Он поднял трубку связи с дежурной частью:
– Ну-ка давайте сюда педрилу этого!
– Девка-то, пока мы сюда ехали, и вовсе передумала: ничего, мол, не было. Хорошо – заявление прямо на месте отобрали. Проводим очную ставку, она – в отказ. И вообще чуть ли не сама себя отлупсовала. Этому бы дурачку понять свое счастье и подпеть. Совсем другой поворот. Любой нормальный мужик на его месте так бы и сделал. Так нет, он теперь, видишь ли, перед дружками гордится. Мужчиной стал! Вообще-то, меж нами, девочками, совет ему не не самый плохой дали. Логика в нем есть, – начальник розыска интимно понизил голос. – По себе знаю: дашь затрещину, порыдает и минут через пять – десять шелковой становится. Ну, если совсем тяжелый случай – можно по печени разок-другой. И без следов! Но чтоб так измордовать, это не по-людски!
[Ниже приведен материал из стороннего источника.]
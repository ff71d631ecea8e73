//! HTTP server setup and configuration.
//!
//! # Responsibilities
//! - Create the Axum router with all handlers
//! - Wire up middleware (tracing, request ID, CORS, limits, auth, rate limit)
//! - Bind the server to a listener and serve until shutdown

use std::net::SocketAddr;
use std::sync::Arc;
use std::time::Duration;

use axum::{
    extract::DefaultBodyLimit,
    http::HeaderValue,
    middleware,
    routing::{any, get},
    Router,
};
use tokio::net::TcpListener;
use tokio::sync::broadcast;
use tower_http::{
    cors::{AllowOrigin, Any, CorsLayer},
    timeout::TimeoutLayer,
    trace::TraceLayer,
};

use crate::auth;
use crate::config::{CorsOrigins, GatewayConfig};
use crate::graphql::{build_schema, GatewaySchema};
use crate::http::graphql::graphql_handler;
use crate::http::health;
use crate::http::request_id::request_id_middleware;
use crate::security::rate_limit::{rate_limit_middleware, RateLimiterState};
use crate::upstream::UpstreamClient;

/// Application state injected into handlers.
#[derive(Clone)]
pub struct AppState {
    pub config: Arc<GatewayConfig>,
    pub schema: GatewaySchema,
    pub client: Arc<UpstreamClient>,
}

/// HTTP server for the GraphQL gateway.
pub struct HttpServer {
    router: Router,
}

impl HttpServer {
    /// Create a new HTTP server with the given configuration.
    pub fn new(config: GatewayConfig) -> Self {
        let config = Arc::new(config);
        let client = Arc::new(UpstreamClient::new(config.upstream.clone()));
        let schema = build_schema(&config, client.clone());
        let limiter = Arc::new(RateLimiterState::new(&config.rate_limit));

        let state = AppState {
            config: config.clone(),
            schema,
            client,
        };

        let router = Self::build_router(&config, state, limiter);
        Self { router }
    }

    /// Build the Axum router with all middleware layers.
    fn build_router(
        config: &GatewayConfig,
        state: AppState,
        limiter: Arc<RateLimiterState>,
    ) -> Router {
        // Auth runs inside rate limiting: a client burning its budget on bad
        // keys still gets 429s.
        let graphql = Router::new()
            .route("/graphql", any(graphql_handler))
            .layer(middleware::from_fn_with_state(
                state.clone(),
                auth::require_api_key,
            ))
            .layer(middleware::from_fn_with_state(
                limiter,
                rate_limit_middleware,
            ));

        Router::new()
            .route("/health", get(health::health))
            .route("/live", get(health::health))
            .route("/ready", get(health::ready))
            .merge(graphql)
            .with_state(state)
            .layer(TimeoutLayer::new(Duration::from_millis(
                config.limits.request_timeout_ms,
            )))
            .layer(DefaultBodyLimit::max(config.limits.request_body_limit))
            .layer(cors_layer(&config.cors))
            .layer(middleware::from_fn(request_id_middleware))
            .layer(TraceLayer::new_for_http())
    }

    /// Run the server, accepting connections until the shutdown signal.
    pub async fn run(
        self,
        listener: TcpListener,
        mut shutdown: broadcast::Receiver<()>,
    ) -> Result<(), std::io::Error> {
        let addr = listener.local_addr()?;
        tracing::info!(address = %addr, "HTTP server starting");

        let app = self
            .router
            .into_make_service_with_connect_info::<SocketAddr>();

        axum::serve(listener, app)
            .with_graceful_shutdown(async move {
                let _ = shutdown.recv().await;
            })
            .await?;

        tracing::info!("HTTP server stopped");
        Ok(())
    }
}

fn cors_layer(origins: &CorsOrigins) -> CorsLayer {
    match origins {
        // No allowed origins configured: emit no CORS headers at all.
        CorsOrigins::None => CorsLayer::new(),
        CorsOrigins::All => CorsLayer::new()
            .allow_origin(Any)
            .allow_methods(Any)
            .allow_headers(Any),
        CorsOrigins::List(list) => {
            let origins: Vec<HeaderValue> =
                list.iter().filter_map(|o| o.parse().ok()).collect();
            CorsLayer::new()
                .allow_origin(AllowOrigin::list(origins))
                .allow_methods(Any)
                .allow_headers(Any)
        }
    }
}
В коридоре послышались ободряющие выкрики, и в кабинет ввели прыщеватого долговязого парня в вытертой, пропитавшейся соляркой телогрейке.
– Подумал?
– А чо мне? Что было, то и…
– Ты хоть въезжаешь, что тебе вместо армии семь лет корячится? А?
Парень затоптался.
– На нары в самом деле захотел? Не слышу!
– Да не.
– То-то что не. Ну и?..
– Так чего уж теперь, если уеб я ее?
– А вот она говорит – не успел.
– Да чего там не успел? Очень и успел. Еще врет, лярва!
– Спугнули, говорит.
– Так чего спугнули? Это ж когда было-то? Уж когда еб! А так… и пальцем тоже. Неужто не отличу? Я мужик!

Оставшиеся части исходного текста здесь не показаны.